Catch ere she change, the Cynthia of a minute.’

She is the ideal heroine of the comedy of high life, who arrives at the height of indifference to every thing from the height of satisfaction; to whom pleasure is as familiar as the air she draws; elegance worn as a part of her dress; wit the habitual language which she hears and speaks; love, a matter of course; and who has nothing to hope or to fear, her own caprice being the only law to herself, and rule to those about her. Her words seem composed of amorous sighs—her looks are glanced at prostrate admirers or envious rivals.

‘If there’s delight in love, ’tis when I see

That heart that others bleed for, bleed for me.’

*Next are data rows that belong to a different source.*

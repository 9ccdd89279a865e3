//! CPU software rasterizer
//!
//! Features:
//! - Homogeneous transforms with a symmetric perspective frustum
//! - Sutherland-Hodgman near-plane clipping
//! - Scanline fill with a per-pixel depth test
//! - Phong reflection, flat (per triangle) or per pixel

mod math;
mod transform;
mod types;
mod mesh;
mod lighting;
mod clip;
mod render;
mod pipeline;

pub use math::*;
pub use transform::*;
pub use types::*;
pub use mesh::*;
pub use lighting::*;
pub use clip::*;
pub use render::*;
pub use pipeline::*;

/// Window / framebuffer dimensions
pub const WIDTH: usize = 800;
pub const HEIGHT: usize = 600;
//! Render context: the scene plus everything needed to draw it
//!
//! Owned by the frame loop. Only the editor mutates it, and only between
//! frames; the pipeline reads it.

use serde::{Serialize, Deserialize};
use crate::rasterizer::{
    render_frame, FrameStats, Framebuffer, Material, MaterialPreset, RenderSettings, Vec3, Vec4,
};
use super::SceneObject;

#[derive(Debug, Clone, PartialEq, Serialize, Deserialize)]
pub struct RenderContext {
    #[serde(default)]
    pub objects: Vec<SceneObject>,
    #[serde(default)]
    pub settings: RenderSettings,
}

impl RenderContext {
    pub fn new(objects: Vec<SceneObject>, settings: RenderSettings) -> Self {
        Self { objects, settings }
    }

    /// Draw one frame into `fb`
    pub fn render(&self, fb: &mut Framebuffer) -> FrameStats {
        render_frame(fb, &self.settings, self.objects.iter().map(SceneObject::instance))
    }
}

impl Default for RenderContext {
    fn default() -> Self {
        default_scene()
    }
}

/// A few cubes in front of the camera, lit from the upper right
pub fn default_scene() -> RenderContext {
    let objects = vec![
        SceneObject::cube(
            Vec4::point(-1.5, 0.0, -6.0),
            Material::plastic(Vec3::new(0.9, 0.2, 0.2)),
        )
        .with_rotation(0.4, 0.6),
        SceneObject::cube(
            Vec4::point(1.5, 0.0, -6.0),
            MaterialPreset::Shiny.build(Vec3::new(0.2, 0.8, 0.3)),
        )
        .with_rotation(-0.3, -0.5),
        SceneObject::cube(
            Vec4::point(0.0, 1.5, -9.0),
            MaterialPreset::Matte.build(Vec3::new(0.2, 0.4, 0.9)),
        )
        .with_rotation(0.2, 0.8)
        .with_scale(1.5),
    ];
    RenderContext::new(objects, RenderSettings::default())
}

She refines on her pleasures to satiety; and is almost stifled in the incense that is offered to her person, her wit, her beauty, and her fortune. Secure of triumph, her slaves tremble at her frown: her charms are so irresistible, that her conquests give her neither surprise nor concern. ‘Beauty the lover’s gift?’ she exclaims, in answer to Mirabell—‘Dear me, what is a lover that it can give? Why one makes lovers as fast as one pleases, and they live as long as one pleases, and they die as soon as one pleases; and then if one pleases, one makes more.’ We are not sorry to see her tamed down at last, from her pride of love and beauty, into a wife. She is good-natured and generous, with all her temptations to the contrary; and her behaviour to Mirabell reconciles us to her treatment of Witwoud and Petulant, and of her country admirer, Sir Wilful.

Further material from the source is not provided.